What is understood today about the nature of atmosphere, weather and climate is the
culmination of centuries of painstaking inquiry from scientists from many disciplines. Physicists,
chemists, astronomers, and other applied basic principles in unlocking the mysteries of the
atmosphere. The roots of modern meteorology in fact, extend back to the 4th century B.C. and
Aristotle's "Meteorological", the first treatise on atmospheric science.

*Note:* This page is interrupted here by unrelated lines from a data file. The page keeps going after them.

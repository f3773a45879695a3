use crate::value::Value;
use std::rc::Rc;

/// Index of a module in the interpreter's module table.
#[derive(Debug, Clone, Copy, PartialEq, Eq, Hash)]
pub struct ModuleId(pub usize);

#[derive(Debug)]
struct Frame {
    bindings: Vec<(String, Value)>,
    parent: Env,
}

/// Lexical scope chain. Frames are immutable once pushed; extending an
/// environment returns a new head and leaves the receiver untouched, so
/// closures and suspended tasks can hold on to any prefix of the chain.
#[derive(Debug, Clone, Default)]
pub struct Env(Option<Rc<Frame>>);

impl Env {
    pub fn empty() -> Self {
        Env(None)
    }

    /// Pushes a frame holding `bindings`. Later entries shadow earlier
    /// ones.
    pub fn extend(&self, bindings: Vec<(String, Value)>) -> Env {
        if bindings.is_empty() {
            return self.clone();
        }
        Env(Some(Rc::new(Frame {
            bindings,
            parent: self.clone(),
        })))
    }

    pub fn bind(&self, name: impl Into<String>, value: Value) -> Env {
        self.extend(vec![(name.into(), value)])
    }

    pub fn lookup(&self, name: &str) -> Option<&Value> {
        let mut current = self.0.as_ref();
        while let Some(frame) = current {
            if let Some((_, value)) = frame.bindings.iter().rev().find(|(n, _)| n == name) {
                return Some(value);
            }
            current = frame.parent.0.as_ref();
        }
        None
    }

    pub fn depth(&self) -> usize {
        let mut depth = 0;
        let mut current = self.0.as_ref();
        while let Some(frame) = current {
            depth += 1;
            current = frame.parent.0.as_ref();
        }
        depth
    }
}

#[cfg(test)]
mod tests {
    use super::*;

    #[test]
    fn extending_never_changes_the_parent() {
        let outer = Env::empty().bind("x", Value::Int(1));
        let inner = outer.bind("x", Value::Int(2));
        assert_eq!(outer.lookup("x"), Some(&Value::Int(1)));
        assert_eq!(inner.lookup("x"), Some(&Value::Int(2)));
        assert_eq!(inner.depth(), 2);
        assert_eq!(inner.lookup("y"), None);
    }
}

Although much progress has been made, many questions remain regarding the workings of the
atmosphere, weather and climate.
Modern atmospheric scientists (meteorologists and
climatologists) continue the efforts of their predecessors and although armed with sophisticated
tools such as satellites and electronic computers, they still rely on the scientific method of
investigation.
Weather is the state of the atmosphere at some place and time, described in terms of such
variables as temperature, cloudiness, precipitation and wind. On the other, climate is a weather
condition at some locality averaged over a specified time period, but climate encompasses more
than this. Departures from averages and extremes in weather are also important aspects of climate.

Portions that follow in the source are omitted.